Do abismo levanta-se o Papa Francisco. Levanta-se com os
pobres, com o povo, com as mulheres, com os indígenas, com os negros, com as
crianças, com os jovens e com velhos. É certo que todos não se contentarão em
apenas se levantar: quererão avançar para mais vida liberta e plena, como as ruas no Brasil demonstram.

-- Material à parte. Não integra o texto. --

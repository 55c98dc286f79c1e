//! Minimax-based guess selection
//!
//! Selects the guess that minimizes the worst-case remaining candidates.

use super::calculator::calculate_max_remaining;
use crate::core::Code;
use rayon::prelude::*;
use rustc_hash::FxHashSet;

/// Select best guess by minimizing worst-case remaining candidates
///
/// Ties prefer codes that are still candidates, then the earliest code in the
/// pool. Returns the chosen code and its worst case, or `None` if the pool is empty.
///
/// # Examples
/// ```
/// use mastermind_solver::core::Rules;
/// use mastermind_solver::solver::minimax::select_best_guess;
///
/// let rules = Rules::standard();
/// let parse = |t: &str| rules.parse_code(t).unwrap();
///
/// let pool = vec![parse("RRRR"), parse("RBYG")];
/// let candidates = vec![parse("RBYG"), parse("RBGY"), parse("GYBR")];
///
/// let (best, worst_case) = select_best_guess(&pool, &candidates).unwrap();
/// assert_eq!(best.to_string(), "RBYG");
/// assert_eq!(worst_case, 1);
/// ```
#[must_use]
pub fn select_best_guess<'a>(guess_pool: &'a [Code], candidates: &[Code]) -> Option<(&'a Code, usize)> {
    let candidate_set: FxHashSet<&Code> = candidates.iter().collect();

    guess_pool
        .par_iter()
        .enumerate()
        .map(|(index, guess)| {
            let max_remaining = calculate_max_remaining(guess, candidates);
            (index, guess, max_remaining, !candidate_set.contains(guess))
        })
        .min_by_key(|&(index, _, max_remaining, not_candidate)| (max_remaining, not_candidate, index))
        .map(|(_, guess, max_remaining, _)| (guess, max_remaining))
}
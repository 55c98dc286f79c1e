//! Mastermind - CLI
//!
//! Play Mastermind against the computer, or let the candidate-filtering
//! solver break codes in batch.

use anyhow::{Context, Result, bail};
use clap::{Parser, Subcommand};
use mastermind_solver::{
    commands::{
        Console, SelectorOptions, analyze_code, print_test_all_statistics, run_benchmark, run_session,
        run_test_all, solve_code,
    },
    core::{Code, Palette, Rules},
    output::{print_analysis_result, print_benchmark_result, print_solve_result},
    solver::{STRATEGY_NAMES, Solver, Strategy, StrategyType},
};
use rand::SeedableRng;
use rand::rngs::StdRng;
use std::time::Duration;

#[derive(Parser)]
#[command(
    name = "mastermind",
    about = "Mastermind: break the computer's code, or watch it break yours",
    version,
    author
)]
struct Cli {
    #[command(subcommand)]
    command: Option<Commands>,

    /// Strategy: random (default), first, entropy, minimax
    #[arg(short, long, global = true, default_value = "random")]
    strategy: String,

    /// Palette as one symbol per color
    #[arg(long, global = true, default_value = Palette::STANDARD_SYMBOLS)]
    colors: String,

    /// Number of pegs in a code
    #[arg(long, global = true, default_value_t = Rules::DEFAULT_CODE_LENGTH)]
    length: usize,

    /// Guesses allowed per round
    #[arg(long, global = true, default_value_t = Rules::DEFAULT_MAX_GUESSES)]
    max_guesses: usize,

    /// Seed for reproducible secrets and random guesses
    #[arg(long, global = true)]
    seed: Option<u64>,
}

#[derive(Subcommand)]
enum Commands {
    /// Interactive game against the computer (default)
    Play {
        /// As selector, score the computer's guesses yourself instead of typing the secret
        #[arg(long)]
        manual: bool,

        /// Pause between the computer's guesses, in milliseconds
        #[arg(long, default_value = "0")]
        delay_ms: u64,
    },

    /// Break a specific secret code
    Solve {
        /// The secret code to break
        code: String,

        /// Show entropy and information gained per guess
        #[arg(short, long)]
        verbose: bool,
    },

    /// Analyze a code as an opening guess
    Analyze {
        /// Guess to analyze
        code: String,
    },

    /// Benchmark solver performance on random secrets
    Benchmark {
        /// Number of random secrets to break
        #[arg(short = 'n', long, default_value = "100")]
        count: usize,

        /// Force the first guess instead of asking the strategy
        #[arg(short = 'f', long)]
        first: Option<String>,
    },

    /// Test solver on every code in the space
    TestAll {
        /// Limit number of codes to test
        #[arg(short = 'l', long)]
        limit: Option<usize>,

        /// Force the first guess instead of asking the strategy
        #[arg(short = 'f', long)]
        first: Option<String>,
    },
}

fn main() -> Result<()> {
    let cli = Cli::parse();

    let rules = Rules::from_symbols(&cli.colors, cli.length, cli.max_guesses).context("invalid game rules")?;
    let strategy = build_strategy(&cli.strategy, cli.seed)?;
    let mut solver = Solver::new(rules, strategy);
    let mut rng = cli.seed.map_or_else(StdRng::from_os_rng, StdRng::seed_from_u64);

    // Default to Play mode if no command given
    let command = cli.command.unwrap_or(Commands::Play {
        manual: false,
        delay_ms: 0,
    });

    match command {
        Commands::Play { manual, delay_ms } => {
            let options = SelectorOptions {
                manual_feedback: manual,
                delay: Duration::from_millis(delay_ms),
            };
            let mut console = Console::stdio();
            let score = run_session(&mut console, &mut solver, &mut rng, &options)?;
            println!("\nFinal score: {score}");
            Ok(())
        }
        Commands::Solve { code, verbose } => {
            let secret = parse_code(solver.rules(), &code)?;
            let result = solve_code(&secret, &mut solver)?;
            print_solve_result(&result, verbose);
            Ok(())
        }
        Commands::Analyze { code } => {
            let guess = parse_code(solver.rules(), &code)?;
            print_analysis_result(&analyze_code(&guess, solver.rules()));
            Ok(())
        }
        Commands::Benchmark { count, first } => run_benchmark_command(&mut solver, count, first.as_deref(), &mut rng),
        Commands::TestAll { limit, first } => run_test_all_command(&mut solver, limit, first.as_deref()),
    }
}

fn build_strategy(name: &str, seed: Option<u64>) -> Result<StrategyType> {
    match StrategyType::from_name(name, seed) {
        Some(strategy) => Ok(strategy),
        None => bail!("unknown strategy '{name}' (expected one of: {})", STRATEGY_NAMES.join(", ")),
    }
}

fn parse_code(rules: &Rules, text: &str) -> Result<Code> {
    rules.parse_code(text).with_context(|| format!("invalid code '{text}'"))
}

fn run_benchmark_command<S: Strategy>(
    solver: &mut Solver<S>,
    count: usize,
    first: Option<&str>,
    rng: &mut StdRng,
) -> Result<()> {
    let opening = first.map(|text| parse_code(solver.rules(), text)).transpose()?;

    if let Some(code) = &opening {
        println!("Running benchmark on {count} random codes with forced first guess: {code}...");
    } else {
        println!("Running benchmark on {count} random codes...");
    }

    let result = run_benchmark(solver, count, opening.as_ref(), rng)?;
    print_benchmark_result(&result);
    Ok(())
}

fn run_test_all_command<S: Strategy>(solver: &mut Solver<S>, limit: Option<usize>, first: Option<&str>) -> Result<()> {
    let opening = first.map(|text| parse_code(solver.rules(), text)).transpose()?;

    println!("\n{}", "═".repeat(70));
    println!(" Comprehensive Mastermind Solver Test ");
    println!("{}", "═".repeat(70));
    println!(
        "\nTesting against {} possible codes ({} colors, {} pegs)",
        solver.rules().space_size(),
        solver.rules().palette().len(),
        solver.rules().code_length()
    );
    println!("Strategy: {}", solver.strategy_name());
    if let Some(code) = &opening {
        println!("Forced first guess: {code}");
    }
    println!();

    let stats = run_test_all(solver, limit, opening.as_ref())?;
    print_test_all_statistics(&stats);
    Ok(())
}
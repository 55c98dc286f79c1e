//! Game bookkeeping shared by the interactive rounds

mod board;
mod score;

pub use board::Board;
pub use score::{Role, Scoreboard};
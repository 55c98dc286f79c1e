//! Pure entropy-based guess selection
//!
//! Selects codes that maximize Shannon entropy (expected information gain).

use super::calculator::calculate_entropy;
use crate::core::Code;
use rayon::prelude::*;
use rustc_hash::FxHashSet;

/// Select best guess by maximizing entropy
///
/// Ties prefer codes that are still candidates (they might win outright),
/// then the earliest code in the pool, so the choice is deterministic.
/// Returns the chosen code and its entropy, or `None` if the pool is empty.
///
/// # Examples
/// ```
/// use mastermind_solver::core::Rules;
/// use mastermind_solver::solver::entropy::select_best_guess;
///
/// let rules = Rules::standard();
/// let parse = |t: &str| rules.parse_code(t).unwrap();
///
/// let pool = vec![parse("RRRR"), parse("RBYG")];
/// let candidates = vec![parse("RBYG"), parse("RBGY"), parse("BRYG"), parse("GYBR")];
///
/// let (best, entropy) = select_best_guess(&pool, &candidates).unwrap();
/// assert_eq!(best.to_string(), "RBYG"); // RRRR cannot tell these apart
/// assert!(entropy > 1.0);
/// ```
#[must_use]
pub fn select_best_guess<'a>(guess_pool: &'a [Code], candidates: &[Code]) -> Option<(&'a Code, f64)> {
    let candidate_set: FxHashSet<&Code> = candidates.iter().collect();

    guess_pool
        .par_iter()
        .enumerate()
        .map(|(index, guess)| {
            let entropy = calculate_entropy(guess, candidates);
            (index, guess, entropy, candidate_set.contains(guess))
        })
        .max_by(|(i1, _, e1, c1), (i2, _, e2, c2)| {
            e1.total_cmp(e2).then(c1.cmp(c2)).then(i2.cmp(i1))
        })
        .map(|(_, guess, entropy, _)| (guess, entropy))
}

Na quinta-feira me reuni com o vice presidente da Ibrapaz e
coordenador do seu Comitê de Lutas Contra o Neoliberalismo, Prof. Laércio Júlio
da Silva, e ouvi dele uma frase impressionante: “com a vinda do Papa ficará
mais fácil para a luta pela justiça e pela paz, portanto para a Ibrapaz”. Creio nisso também : muitos cristãos encorajam-se para
a luta e a comunhão se fortalecerá.
O Papa Francisco emerge do nosso abismo continental latino americano de opressão e conosco
caminha para a libertação. O abismo não é lugar para as pessoas, mas é de lá
que os lutadores emergem para a liberdade, com muita luta e unidade na ação.
Abraços críticos e fraternos na boa luta pela justiça e pela
paz.
Dom Orvandil: bispo cabano, farrapo e republicano.